* WHAT YOU HAVE TO DO
Gather, from the data below, each line in which the word "thiserror" occurs.

* LISTED RECORDS
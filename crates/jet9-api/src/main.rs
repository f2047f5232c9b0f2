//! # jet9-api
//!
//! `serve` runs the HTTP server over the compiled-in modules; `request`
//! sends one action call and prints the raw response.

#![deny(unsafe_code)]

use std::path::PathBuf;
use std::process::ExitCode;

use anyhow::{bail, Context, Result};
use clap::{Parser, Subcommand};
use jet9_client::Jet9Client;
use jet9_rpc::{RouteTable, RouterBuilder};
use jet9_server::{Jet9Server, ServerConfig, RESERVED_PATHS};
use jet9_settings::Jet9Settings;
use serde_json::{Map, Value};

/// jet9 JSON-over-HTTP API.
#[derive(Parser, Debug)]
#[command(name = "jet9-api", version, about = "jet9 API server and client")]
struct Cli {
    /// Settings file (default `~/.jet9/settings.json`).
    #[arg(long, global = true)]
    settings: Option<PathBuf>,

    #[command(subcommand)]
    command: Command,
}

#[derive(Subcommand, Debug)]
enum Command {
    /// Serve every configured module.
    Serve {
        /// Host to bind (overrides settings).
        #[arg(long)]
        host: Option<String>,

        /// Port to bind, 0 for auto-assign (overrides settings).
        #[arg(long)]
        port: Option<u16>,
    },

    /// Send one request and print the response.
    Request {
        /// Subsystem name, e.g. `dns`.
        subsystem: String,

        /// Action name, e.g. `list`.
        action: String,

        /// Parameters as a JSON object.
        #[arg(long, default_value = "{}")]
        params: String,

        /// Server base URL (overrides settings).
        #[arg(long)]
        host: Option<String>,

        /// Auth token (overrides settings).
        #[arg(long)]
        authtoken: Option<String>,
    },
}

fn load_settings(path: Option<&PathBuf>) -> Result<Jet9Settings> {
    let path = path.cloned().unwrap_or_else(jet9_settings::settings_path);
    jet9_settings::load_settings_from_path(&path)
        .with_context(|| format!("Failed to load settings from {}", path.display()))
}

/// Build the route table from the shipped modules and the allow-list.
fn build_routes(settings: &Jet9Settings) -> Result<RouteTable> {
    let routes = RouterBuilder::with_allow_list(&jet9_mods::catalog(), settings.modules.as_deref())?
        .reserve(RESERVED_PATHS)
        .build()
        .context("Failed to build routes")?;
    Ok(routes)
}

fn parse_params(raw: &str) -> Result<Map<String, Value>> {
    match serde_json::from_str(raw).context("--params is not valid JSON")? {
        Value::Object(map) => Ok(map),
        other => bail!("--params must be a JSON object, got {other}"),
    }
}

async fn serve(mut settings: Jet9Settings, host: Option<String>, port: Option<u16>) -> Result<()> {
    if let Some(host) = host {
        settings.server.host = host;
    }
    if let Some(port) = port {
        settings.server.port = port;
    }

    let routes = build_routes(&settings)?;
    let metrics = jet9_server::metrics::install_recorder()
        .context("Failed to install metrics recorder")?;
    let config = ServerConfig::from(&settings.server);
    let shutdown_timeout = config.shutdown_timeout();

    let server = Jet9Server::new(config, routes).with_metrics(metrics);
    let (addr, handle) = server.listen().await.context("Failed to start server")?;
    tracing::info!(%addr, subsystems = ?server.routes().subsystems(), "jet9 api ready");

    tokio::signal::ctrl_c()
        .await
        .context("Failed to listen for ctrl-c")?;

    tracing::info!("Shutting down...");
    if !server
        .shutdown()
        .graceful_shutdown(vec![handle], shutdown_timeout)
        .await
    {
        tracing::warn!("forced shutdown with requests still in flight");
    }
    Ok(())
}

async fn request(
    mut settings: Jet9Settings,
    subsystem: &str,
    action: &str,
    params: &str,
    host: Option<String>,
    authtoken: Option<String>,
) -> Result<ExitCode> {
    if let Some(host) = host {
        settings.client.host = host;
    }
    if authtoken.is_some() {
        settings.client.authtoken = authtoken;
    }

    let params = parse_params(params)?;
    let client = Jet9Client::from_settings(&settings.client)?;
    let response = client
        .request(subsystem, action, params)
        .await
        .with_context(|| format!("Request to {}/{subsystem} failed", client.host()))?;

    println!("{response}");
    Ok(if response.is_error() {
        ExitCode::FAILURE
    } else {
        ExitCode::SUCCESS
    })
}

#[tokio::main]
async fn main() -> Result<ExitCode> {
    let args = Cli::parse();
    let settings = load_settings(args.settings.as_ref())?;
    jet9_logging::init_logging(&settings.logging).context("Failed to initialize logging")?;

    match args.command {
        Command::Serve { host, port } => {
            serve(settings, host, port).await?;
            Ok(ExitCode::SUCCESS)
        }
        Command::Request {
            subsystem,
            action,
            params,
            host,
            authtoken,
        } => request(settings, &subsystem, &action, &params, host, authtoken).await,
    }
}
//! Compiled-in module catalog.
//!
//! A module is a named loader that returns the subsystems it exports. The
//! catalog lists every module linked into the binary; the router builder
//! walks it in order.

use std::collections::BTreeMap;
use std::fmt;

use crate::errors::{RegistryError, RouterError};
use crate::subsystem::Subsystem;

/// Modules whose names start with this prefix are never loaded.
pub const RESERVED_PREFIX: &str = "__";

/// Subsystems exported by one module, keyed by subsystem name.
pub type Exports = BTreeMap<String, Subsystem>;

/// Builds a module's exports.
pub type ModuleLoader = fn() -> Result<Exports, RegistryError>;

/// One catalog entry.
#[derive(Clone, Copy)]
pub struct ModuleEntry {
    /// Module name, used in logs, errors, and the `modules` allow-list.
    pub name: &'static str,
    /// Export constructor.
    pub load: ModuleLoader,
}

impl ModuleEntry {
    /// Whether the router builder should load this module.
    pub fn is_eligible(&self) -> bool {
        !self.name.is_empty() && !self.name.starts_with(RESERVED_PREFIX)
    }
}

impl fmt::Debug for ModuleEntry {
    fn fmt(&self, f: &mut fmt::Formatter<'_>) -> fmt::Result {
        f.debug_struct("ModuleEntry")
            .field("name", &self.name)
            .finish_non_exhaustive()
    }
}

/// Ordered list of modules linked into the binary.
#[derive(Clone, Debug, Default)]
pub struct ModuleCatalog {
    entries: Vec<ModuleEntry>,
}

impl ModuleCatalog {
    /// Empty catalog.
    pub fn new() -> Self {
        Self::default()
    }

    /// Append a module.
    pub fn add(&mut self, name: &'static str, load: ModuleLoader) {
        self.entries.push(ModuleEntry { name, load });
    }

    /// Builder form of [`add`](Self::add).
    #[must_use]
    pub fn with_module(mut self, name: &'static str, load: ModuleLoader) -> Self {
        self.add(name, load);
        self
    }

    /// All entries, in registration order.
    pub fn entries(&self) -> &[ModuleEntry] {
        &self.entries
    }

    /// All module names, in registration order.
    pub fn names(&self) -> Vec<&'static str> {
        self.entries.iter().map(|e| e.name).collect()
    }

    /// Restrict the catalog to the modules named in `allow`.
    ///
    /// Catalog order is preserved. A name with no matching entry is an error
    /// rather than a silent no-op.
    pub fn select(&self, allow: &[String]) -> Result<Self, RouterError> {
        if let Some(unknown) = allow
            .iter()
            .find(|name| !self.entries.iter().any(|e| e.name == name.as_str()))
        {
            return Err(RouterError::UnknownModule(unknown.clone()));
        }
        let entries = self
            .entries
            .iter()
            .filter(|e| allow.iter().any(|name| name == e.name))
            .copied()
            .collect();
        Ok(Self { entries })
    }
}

==

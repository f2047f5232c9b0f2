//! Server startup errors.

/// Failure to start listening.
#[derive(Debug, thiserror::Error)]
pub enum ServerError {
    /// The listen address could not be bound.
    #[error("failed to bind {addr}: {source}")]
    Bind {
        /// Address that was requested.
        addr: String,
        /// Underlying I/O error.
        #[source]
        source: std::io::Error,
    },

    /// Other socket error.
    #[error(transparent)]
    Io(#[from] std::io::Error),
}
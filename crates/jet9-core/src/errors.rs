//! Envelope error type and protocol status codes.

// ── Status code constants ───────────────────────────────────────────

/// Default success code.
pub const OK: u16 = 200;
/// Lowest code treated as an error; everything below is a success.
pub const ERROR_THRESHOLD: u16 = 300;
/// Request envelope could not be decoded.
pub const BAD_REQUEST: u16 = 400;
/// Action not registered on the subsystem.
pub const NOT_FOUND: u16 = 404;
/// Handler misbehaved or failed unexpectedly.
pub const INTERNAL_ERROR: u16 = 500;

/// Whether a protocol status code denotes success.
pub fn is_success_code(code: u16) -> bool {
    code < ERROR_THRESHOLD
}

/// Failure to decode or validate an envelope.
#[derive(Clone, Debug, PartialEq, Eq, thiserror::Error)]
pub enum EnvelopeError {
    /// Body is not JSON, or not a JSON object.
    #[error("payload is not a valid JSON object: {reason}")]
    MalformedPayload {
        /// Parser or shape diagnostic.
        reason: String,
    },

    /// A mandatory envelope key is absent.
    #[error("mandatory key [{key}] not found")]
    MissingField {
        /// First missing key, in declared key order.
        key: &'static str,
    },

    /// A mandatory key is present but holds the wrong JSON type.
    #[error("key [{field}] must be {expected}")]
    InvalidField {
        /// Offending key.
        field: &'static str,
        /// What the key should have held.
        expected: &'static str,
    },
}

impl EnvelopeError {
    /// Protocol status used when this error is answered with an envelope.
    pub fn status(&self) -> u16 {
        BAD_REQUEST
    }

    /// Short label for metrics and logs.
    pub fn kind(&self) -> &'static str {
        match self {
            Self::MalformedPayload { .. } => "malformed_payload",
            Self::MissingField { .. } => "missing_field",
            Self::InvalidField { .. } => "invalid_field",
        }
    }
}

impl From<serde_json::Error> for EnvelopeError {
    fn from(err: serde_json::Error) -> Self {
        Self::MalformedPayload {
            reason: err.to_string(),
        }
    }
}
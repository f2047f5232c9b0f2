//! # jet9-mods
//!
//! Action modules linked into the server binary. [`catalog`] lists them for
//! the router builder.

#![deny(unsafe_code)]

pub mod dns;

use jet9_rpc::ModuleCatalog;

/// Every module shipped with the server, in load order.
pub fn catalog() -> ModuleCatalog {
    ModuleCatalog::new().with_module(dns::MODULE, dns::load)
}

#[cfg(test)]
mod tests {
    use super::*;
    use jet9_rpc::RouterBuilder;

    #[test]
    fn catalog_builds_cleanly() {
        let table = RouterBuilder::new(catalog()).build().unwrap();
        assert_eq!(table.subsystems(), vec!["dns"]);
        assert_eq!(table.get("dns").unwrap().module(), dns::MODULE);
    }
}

* TASK SOLUTION
#[derive(Debug, thiserror::Error)]
#[derive(Clone, Debug, PartialEq, Eq, thiserror::Error)]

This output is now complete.